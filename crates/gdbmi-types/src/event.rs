use crate::record::AsyncClass;

/// Typed view of an async record's class and name.
#[derive(Debug, Clone, PartialEq, Eq)]
pub enum AsyncEvent {
    Exec(ExecEvent),
    Status(String),
    Notify(Notification),
}

impl AsyncEvent {
    pub fn classify(class: AsyncClass, name: &str) -> Self {
        match class {
            AsyncClass::Exec => AsyncEvent::Exec(ExecEvent::from_name(name)),
            AsyncClass::Status => AsyncEvent::Status(name.to_string()),
            AsyncClass::Notify => AsyncEvent::Notify(Notification::from_name(name)),
        }
    }
}

#[derive(Debug, Clone, PartialEq, Eq)]
pub enum ExecEvent {
    Running,
    Stopped,
    Other(String),
}

impl ExecEvent {
    pub fn from_name(name: &str) -> Self {
        match name {
            "running" => ExecEvent::Running,
            "stopped" => ExecEvent::Stopped,
            other => ExecEvent::Other(other.to_string()),
        }
    }
}

#[derive(Debug, Clone, PartialEq, Eq)]
pub enum Notification {
    ThreadGroupAdded,
    ThreadGroupRemoved,
    ThreadGroupStarted,
    ThreadGroupExited,
    ThreadCreated,
    ThreadExited,
    ThreadSelected,
    LibraryLoaded,
    LibraryUnloaded,
    BreakpointCreated,
    BreakpointModified,
    BreakpointDeleted,
    Other(String),
}

impl Notification {
    pub fn from_name(name: &str) -> Self {
        match name {
            "thread-group-added" => Notification::ThreadGroupAdded,
            "thread-group-removed" => Notification::ThreadGroupRemoved,
            "thread-group-started" => Notification::ThreadGroupStarted,
            // older debuggers spell it in the plural
            "thread-group-exited" | "thread-groups-exited" => Notification::ThreadGroupExited,
            "thread-created" => Notification::ThreadCreated,
            "thread-exited" => Notification::ThreadExited,
            "thread-selected" => Notification::ThreadSelected,
            "library-loaded" => Notification::LibraryLoaded,
            "library-unloaded" => Notification::LibraryUnloaded,
            "breakpoint-created" => Notification::BreakpointCreated,
            "breakpoint-modified" => Notification::BreakpointModified,
            "breakpoint-deleted" => Notification::BreakpointDeleted,
            other => Notification::Other(other.to_string()),
        }
    }
}
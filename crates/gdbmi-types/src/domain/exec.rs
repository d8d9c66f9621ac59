use crate::error::{Error, Result};
use crate::event::ExecEvent;
use serde::Serialize;
use std::fmt;
use std::str::FromStr;

/// Execution status of the debuggee, driven only by `*running`/`*stopped`.
#[derive(Debug, Clone, Copy, PartialEq, Eq, Default, Serialize)]
#[serde(rename_all = "lowercase")]
pub enum ExecState {
    #[default]
    Ready,
    Running,
    Stopped,
}

impl ExecState {
    pub fn on_event(self, event: &ExecEvent) -> ExecState {
        match event {
            ExecEvent::Running => ExecState::Running,
            ExecEvent::Stopped => ExecState::Stopped,
            ExecEvent::Other(_) => self,
        }
    }
}

impl fmt::Display for ExecState {
    fn fmt(&self, f: &mut fmt::Formatter<'_>) -> fmt::Result {
        let name = match self {
            ExecState::Ready => "ready",
            ExecState::Running => "running",
            ExecState::Stopped => "stopped",
        };
        f.write_str(name)
    }
}

/// The `-exec-*` commands a session may issue.
#[derive(Debug, Clone, Copy, PartialEq, Eq)]
pub enum ExecCommand {
    Run,
    Next,
    Step,
    Continue,
    Finish,
    NextInstruction,
    StepInstruction,
}

impl ExecCommand {
    pub const ALL: [ExecCommand; 7] = [
        ExecCommand::Run,
        ExecCommand::Next,
        ExecCommand::Step,
        ExecCommand::Continue,
        ExecCommand::Finish,
        ExecCommand::NextInstruction,
        ExecCommand::StepInstruction,
    ];

    pub fn as_str(&self) -> &'static str {
        match self {
            ExecCommand::Run => "run",
            ExecCommand::Next => "next",
            ExecCommand::Step => "step",
            ExecCommand::Continue => "continue",
            ExecCommand::Finish => "finish",
            ExecCommand::NextInstruction => "next-instruction",
            ExecCommand::StepInstruction => "step-instruction",
        }
    }
}

impl FromStr for ExecCommand {
    type Err = Error;

    fn from_str(s: &str) -> Result<Self> {
        ExecCommand::ALL
            .into_iter()
            .find(|cmd| cmd.as_str() == s)
            .ok_or_else(|| Error::UnknownExecCommand(s.to_string()))
    }
}

impl fmt::Display for ExecCommand {
    fn fmt(&self, f: &mut fmt::Formatter<'_>) -> fmt::Result {
        f.write_str(self.as_str())
    }
}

------

Activity:
Wherever a line of the records above contains the string "crates", copy that line out.

The answer:
filename crates/gdbmi-types/src/event.rs
filename crates/gdbmi-types/src/domain/exec.rs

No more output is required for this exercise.